A estrutura chegou a ser montada mesmo sem alvará, mas nenhum tipo de entorpecente foi encontrado no evento e ninguém foi detido; organizador da feira disse que as ações de marketing foram mal-interpretadas (Divulgação)
O evento We Expo, feira voltada ao uso medicinal da cannabis, foi cancelado no último sábado, 9, após ter o alvará indeferido pela Prefeitura de Campinas. Entre os motivos, foi alegada uma “incitação ao consumo de entorpecentes” após denúncia do vereador Nelson Hossri (PSD) ser acolhida. Ministério Público (MP), Polícia Militar e agentes da Delegacia de Investigações sobre Entorpecentes de Campinas (Dise) estiveram no local. A organização nega as acusações e busca nova data para realização da feira. A Prefeitura alegou que as divulgações do evento convidavam os participantes a "se prepararem para ver os mais inovadores produtos do mercado, os melhores cheiros e sabores".
De acordo com a secretária de Urbanismo, Carolina Baracat Lazinho, em decisão no dia 18 de agosto, a análise da Procuradoria de Urbanismo e Meio Ambiente (Puma) concluiu que houve desrespeito a uma jurisprudência criada por decisão do Supremo Tribunal Federal (STF), uma vez que, entre outros fatores, somente é permitido eventos do gênero desde que “não haja incentivo, estímulo ou consumo de entorpecentes e que não haja a participação ativa de crianças ou adolescentes na sua realização”. O evento estava previsto para acontecer em um espaço no distrito de Joaquim Egídio, com 40 stands para venda de produtos, além de 10 mesas para debater o uso medicinal da cannabis. A feira já havia sido alvo do vereador Nelson Hossri, que oficiou denúncia à Prefeitura, Secretaria de Urbanismo, MP, Polícia Civil e Militar contra a realização do evento.

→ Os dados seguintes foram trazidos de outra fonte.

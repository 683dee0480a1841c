//! Element type tags for device-resident numeric buffers.
//!
//! A device buffer stores exactly one element type; the tags here describe
//! the host-side representations it can marshal to and from. All coercion
//! between representations goes through [`cast`] so that narrowing rules
//! live in one place instead of being repeated at every transfer boundary.

pub mod cast;
pub mod ext;

/// Host-side numeric representations a buffer can marshal between.
///
/// The canonical on-device representation is always the buffer's own type;
/// the other tags exist only as host-side views obtained by coercion.
#[derive(Debug, Clone, Copy, PartialEq, Eq, Hash, PartialOrd, Ord)]
#[derive(strum::Display, strum::EnumCount, strum::EnumIter, strum::VariantArray)]
pub enum DType {
    Float32,
    Float64,
    Int32,
}

impl DType {
    /// Size of one element in bytes.
    pub const fn bytes(self) -> usize {
        match self {
            DType::Float32 | DType::Int32 => 4,
            DType::Float64 => 8,
        }
    }
}
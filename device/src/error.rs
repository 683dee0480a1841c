use snafu::Snafu;

pub type Result<T, E = Error> = std::result::Result<T, E>;

#[derive(Debug, Snafu)]
#[snafu(visibility(pub))]
pub enum Error {
    /// Host data length does not match the buffer length on a bulk write.
    #[snafu(display("size mismatch: buffer holds {expected} elements, host data has {actual}"))]
    SizeMismatch { expected: usize, actual: usize },

    /// Indexed assignment with differing index and data lengths.
    #[snafu(display("indices and data length must be the same: {indices} indices, {data} values"))]
    IndexDataMismatch { indices: usize, data: usize },

    /// More elements than space to assign.
    #[snafu(display("more elements than space to assign: buffer length {length}, got {requested}"))]
    AssignOverflow { requested: usize, length: usize },

    /// Offset outside the buffer's logical length.
    #[snafu(display("offset {offset} out of range for buffer of length {length}"))]
    OffsetOutOfRange { offset: usize, length: usize },

    /// Non-contiguous indexed assignment. Hard limitation, not a bug.
    #[snafu(display("only contiguous assignment is supported"))]
    NonContiguous,

    /// Zero-length allocations are rejected by the allocator.
    #[snafu(display("invalid allocation size: {length} elements"))]
    InvalidAllocationSize { length: usize },

    /// A vector transfer would touch device memory past the allocation.
    #[snafu(display(
        "transfer out of bounds: {count} elements at offset {offset} with stride {inc} \
         exceed capacity of {capacity} elements"
    ))]
    TransferOutOfBounds { offset: usize, count: usize, inc: usize, capacity: usize },

    #[cfg(feature = "cuda")]
    /// CUDA runtime errors propagate opaquely.
    #[snafu(display("CUDA error: {source}"))]
    Cuda { source: cudarc::driver::DriverError },
}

No documento, Hossri incluiu imagens e textos publicados na rede social que divulgavam a feira, alegando que ela fazia apologia ao uso das drogas. Uma das citações que o vereador considerou problemática foi a de que o objetivo do evento era “proporcionar um dia único, no parque, livre de regras chatas e com uma estrutura impecável, nunca vista em eventos do segmento”. A denúncia foi acolhida pela Prefeitura, que negou o alvará ainda em agosto. Segundo Hossri, um dia antes do evento, a organização entrou com uma ação judicial, que foi negada. Mesmo assim a estrutura foi montada, o que motivou a ida de equipes da Prefeitura, Polícia Militar, Guarda Municipal e Polícia Civil ao local.

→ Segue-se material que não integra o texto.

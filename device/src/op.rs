//! The element-wise transform abstraction consumed by [`FloatBuffer::apply`].
//!
//! Transforms run entirely on host memory: the buffer stages its content
//! out, hands the scratch slice to the op, and writes the mutated span
//! back. No device-side kernel execution happens here.
//!
//! [`FloatBuffer::apply`]: crate::buffer::FloatBuffer::apply

/// An in-place transform over a host-resident float slice.
pub trait ElementWiseOp {
    fn apply(&self, data: &mut [f32]);
}

/// Closures are transforms.
impl<F: Fn(&mut [f32])> ElementWiseOp for F {
    fn apply(&self, data: &mut [f32]) {
        self(data)
    }
}

/// Multiply every element by a constant.
#[derive(Debug, Clone, Copy)]
pub struct Scale(pub f32);

impl ElementWiseOp for Scale {
    fn apply(&self, data: &mut [f32]) {
        for x in data {
            *x *= self.0;
        }
    }
}

/// Add a constant to every element.
#[derive(Debug, Clone, Copy)]
pub struct AddScalar(pub f32);

impl ElementWiseOp for AddScalar {
    fn apply(&self, data: &mut [f32]) {
        for x in data {
            *x += self.0;
        }
    }
}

Hossri acompanhou a ação e divulgou imagens do que seria um pé de maconha e de alimentos à base de maconha que, segundo o vereador, eram comercializados no espaço. No entanto, o delegado titular da Dise, Fernando Sanches, disse que nenhum entorpecente foi encontrado no evento. Ninguém foi preso. Nas redes sociais, a página do evento publicou uma nota repudiando o cancelamento. No texto, eles acusam que o vereador autor da denúncia agiu motivado por interesses políticos e econômicos. “Este ato foi um flagrante abuso de autoridade, no qual a ignorância e desinformação prevaleceram sobre a busca pelo progresso e pela educação. O uso da feira como um trampolim para promoção social em uma campanha eleitoral é inaceitável”, diz trecho. Organizador da feira, Marcelo Freire Silva negou as acusações e disse que houve erro de interpretação nas ações de marketing da página que divulgava o evento. Ele também destacou que o pé de maconha apontado por Hossri era uma representação feita de bambu e que os alimentos comercializados simulavam o aroma da cannabis por meio de terpenos, algo lícito no Brasil.
Ele ainda lembrou que diversos eventos deste porte estão sendo realizados no país, inclusive com participação de entidades internacionais. “Eu vejo como um retrocesso”, afirmou sobre o cancelamento. “Não teve nada de errado. Tudo estava bem organizado, com pessoas capacitadas. Então para gente foi devastador. Grupos do Uruguai estão vindo ao Brasil realizar eventos sobre o assunto, inclusive 10 vezes maior, e nós não conseguimos. Foi devastador.” A vereadora Paolla Miguel (PT), que teria uma mesa no evento para debater políticas públicas envolvendo a distribuição de medicamentos a base da cannabis, lamentou o cancelamento da feira e disse que ela cria um atraso sobre o debate da pauta na cidade. “Estamos falando com os organizadores para que esse evento aconteça. Muitas pessoas que têm esclerose múltipla e que estavam na expectativa de ter informações a mais, não tiveram essas informações. Então a gente volta de novo para um debate que está sendo cada vez mais elitizado, uma vez que essas feiras atraem públicos que se beneficiam das informações e descobrem com elas políticas públicas. A única coisa que a gente quer é ter esses avanços no município.”